Saturday, 29 January 2011

Feminism Beyond Hysteria:Reading Feminine Ethics - Kristine Klement

Second wave feminism offered women another sort of cure, a new ideology by which to explain their experiences and their suffering, another way of expressing “the problem that has no name.” But so far feminists have not been able to displace the phallic signifier, reliant as we are on the social meanings of sex, gender and sexuality which it structures. Feminist thinkers have often taken either the masculine position, relying on a messianic fantasy of phallic power to come, or the hysteric’s position, blaming others for what they lack. However, what feminism needs to contend with is that the question What does a woman want? has no universal answer because the Woman does not exist.
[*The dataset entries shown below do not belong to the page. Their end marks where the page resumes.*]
//! Mock environmental data — plausible readings when no live source answers.
//!
//! Location heuristics set the baseline (urban vs rural, coastal water,
//! seasonal vegetation) and uniform jitter makes each refresh differ. The
//! generator is random by design; seed it for reproducible output.

use chrono::Datelike;
use rand::rngs::StdRng;
use rand::{Rng, SeedableRng};

use crate::geography::{
    is_coastal, seasonal_vegetation_factor, urban_density, Location, URBAN_DENSITY_THRESHOLD,
};
use crate::reading::EnvironmentalReading;
use crate::sources::{DataSource, SourceError};

/// Generate a reading for a location.
///
/// `month0` is the zero-based calendar month for the vegetation term.
/// The result always lies within the documented reading bounds.
pub fn generate_reading(
    latitude: f64,
    longitude: f64,
    month0: u32,
    rng: &mut impl Rng,
) -> EnvironmentalReading {
    let urban = urban_density(latitude, longitude) > URBAN_DENSITY_THRESHOLD;

    let (air_quality_index, noise_level_db, carbon_footprint) = if urban {
        (
            rng.gen_range(40.0..80.0),
            rng.gen_range(60.0..80.0),
            rng.gen_range(250.0..400.0),
        )
    } else {
        (
            rng.gen_range(20.0..40.0),
            rng.gen_range(35.0..55.0),
            rng.gen_range(150.0..250.0),
        )
    };

    let green_cover_percent = vegetation_index(month0, rng);

    let water_quality_percent = if is_coastal(latitude, longitude) {
        rng.gen_range(40.0..70.0)
    } else {
        rng.gen_range(10.0..30.0)
    };

    EnvironmentalReading {
        air_quality_index,
        green_cover_percent,
        water_quality_percent,
        noise_level_db,
        carbon_footprint,
        temperature_c: rng.gen_range(25.0..40.0),
        humidity_percent: rng.gen_range(50.0..80.0),
        wind_speed_ms: rng.gen_range(2.0..7.0),
    }
    .within_documented_bounds()
}

/// Vegetation cover proxy (NDVI × 100) with seasonal variation.
fn vegetation_index(month0: u32, rng: &mut impl Rng) -> f32 {
    let base_ndvi: f64 = rng.gen_range(0.2..0.5);
    (base_ndvi * seasonal_vegetation_factor(month0) * 100.0).round() as f32
}

/// A [`DataSource`] backed by [`generate_reading`].
#[derive(Debug, Clone)]
pub struct MockDataSource<R = StdRng> {
    rng: R,
    /// Fixed month; `None` uses the current month.
    month0: Option<u32>,
}

impl MockDataSource<StdRng> {
    /// Seeded from OS entropy.
    pub fn new() -> Self {
        Self::with_rng(StdRng::from_entropy())
    }

    /// Reproducible output for a given seed.
    pub fn seeded(seed: u64) -> Self {
        Self::with_rng(StdRng::seed_from_u64(seed))
    }
}

impl Default for MockDataSource<StdRng> {
    fn default() -> Self {
        Self::new()
    }
}

impl<R: Rng> MockDataSource<R> {
    pub fn with_rng(rng: R) -> Self {
        Self { rng, month0: None }
    }

    /// Pin the seasonal term to a zero-based month.
    pub fn with_month0(mut self, month0: u32) -> Self {
        self.month0 = Some(month0 % 12);
        self
    }

    fn current_month0(&self) -> u32 {
        self.month0.unwrap_or_else(|| chrono::Utc::now().month0())
    }
}

impl<R: Rng> DataSource for MockDataSource<R> {
    fn name(&self) -> &str {
        "mock"
    }

    fn fetch(&mut self, location: &Location) -> Result<EnvironmentalReading, SourceError> {
        let month0 = self.current_month0();
        let reading =
            generate_reading(location.latitude, location.longitude, month0, &mut self.rng);
        log::debug!("mock reading for {}: {:?}", location.name, reading);
        Ok(reading)
    }
}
Without a signifier for woman’s desire, each woman is alone to produce her own signifier for herself. She can take the route of the hysteric by looking for an external limit, or she can take this responsibility on herself. Which is why Copjec claims that the ethical act is feminine, because to act ethically is to take responsibility for limiting one’s own jouissance in the face of the absent Other, that is, without the fantasies of love and sex offered by the social world. Acting ethically is not transgressing an oppressive law, or following some kind of morality—that is the masculine logic. It is this feminine ethics that I think may offer feminists a new way of approaching feminine difference and a new politics of women’s suffering.